Collected data entries
______________________________

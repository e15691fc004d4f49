use crate::app::snapper::{Restriction, SnapFlag};
use crate::app::tools::ToolKind;
use crate::core::Vector;

/// Commands sind mutierende Schritte, die zentral ausgeführt werden.
#[derive(Debug, Clone, PartialEq)]
pub enum AppCommand {
    /// Werkzeug aktivieren (ein vorher aktives wird beendet)
    ActivateTool { kind: ToolKind },
    /// Aktives Werkzeug beenden
    FinishTool,
    /// Cursor-Position fangen und an das Werkzeug melden
    MovePointer { point: Vector, shift: bool },
    /// Gefangene Klick-Position als Punkt bestätigen
    ConfirmPointer { point: Vector, shift: bool },
    /// Absolute Koordinate ohne Fangen bestätigen
    ApplyCoordinate { point: Vector },
    /// Textbefehl an das aktive Werkzeug
    SendToolCommand { text: String },
    /// Aktives Werkzeug eine Phase zurück
    StepBack,
    /// Fang-Strategie setzen
    SetSnapFlag { flag: SnapFlag, on: bool },
    /// Richtungs-Einschränkung setzen
    SetRestriction { restriction: Restriction },
    /// Rasterweite setzen
    SetGridSpacing { spacing: Vector },
    /// Dokument-Undo
    UndoDocument,
    /// Dokument-Redo
    RedoDocument,
}
//! Bestätigte Punkte eines Linienzugs mit Index für Undo/Redo.

use crate::core::Vector;
use crate::document::DEFAULT_UNDO_DEPTH;

/// Höchstens so viele Punkte werden gehalten: ein Startpunkt plus ein
/// Punkt je Strecke, die das Undo-Log des Dokuments noch zurücknehmen kann.
pub const MAX_POINTS: usize = DEFAULT_UNDO_DEPTH + 1;

/// Punkt-Historie. `index` zeigt auf den aktuellen Startpunkt; Einträge
/// dahinter sind rückgängig gemachte Punkte, die per Redo zurückkommen.
/// Der erste Punkt des Zugs bleibt für `close` erhalten, auch wenn ältere
/// Einträge verworfen wurden.
#[derive(Debug, Clone, Default, PartialEq)]
pub struct History {
    points: Vec<Vector>,
    index: usize,
    first: Vector,
}

impl History {
    /// Beginnt eine neue Historie mit dem Startpunkt.
    pub fn start(&mut self, point: Vector) {
        self.points.clear();
        self.points.push(point);
        self.index = 0;
        self.first = point;
    }

    /// Hängt einen Punkt an; rückgängig gemachte Einträge entfallen.
    pub fn push(&mut self, point: Vector) {
        self.points.truncate(self.index + 1);
        self.points.push(point);
        if self.points.len() > MAX_POINTS {
            self.points.remove(0);
        }
        self.index = self.points.len() - 1;
    }

    pub fn current(&self) -> Vector {
        self.points.get(self.index).copied().unwrap_or_default()
    }

    pub fn first(&self) -> Vector {
        self.first
    }

    /// Anzahl bestätigter Punkte bis einschließlich `index`.
    pub fn confirmed(&self) -> usize {
        if self.points.is_empty() {
            0
        } else {
            self.index + 1
        }
    }

    pub fn can_undo(&self) -> bool {
        self.index > 0
    }

    pub fn can_redo(&self) -> bool {
        self.index + 1 < self.points.len()
    }

    pub fn undo(&mut self) -> Vector {
        if self.can_undo() {
            self.index -= 1;
        }
        self.current()
    }

    pub fn redo(&mut self) -> Vector {
        if self.can_redo() {
            self.index += 1;
        }
        self.current()
    }

    pub fn clear(&mut self) {
        self.points.clear();
        self.index = 0;
        self.first = Vector::default();
    }
}

#[cfg(test)]
mod tests {
    use super::*;

    #[test]
    fn history_is_capped_but_keeps_first_point() {
        let mut history = History::default();
        history.start(Vector::ZERO);
        for i in 1..=MAX_POINTS + 9 {
            history.push(Vector::new(i as f64, 0.0));
        }
        assert_eq!(history.confirmed(), MAX_POINTS);
        assert_eq!(history.first(), Vector::ZERO, "Startpunkt für close");

        let mut undos = 0;
        while history.can_undo() {
            history.undo();
            undos += 1;
        }
        assert_eq!(undos, DEFAULT_UNDO_DEPTH);
        assert_eq!(history.current(), Vector::new(10.0, 0.0));
    }
}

______________________________

What you have to do:
Supply the count of lines in the entries that include "shift", and no other text.

Exercise answer:
2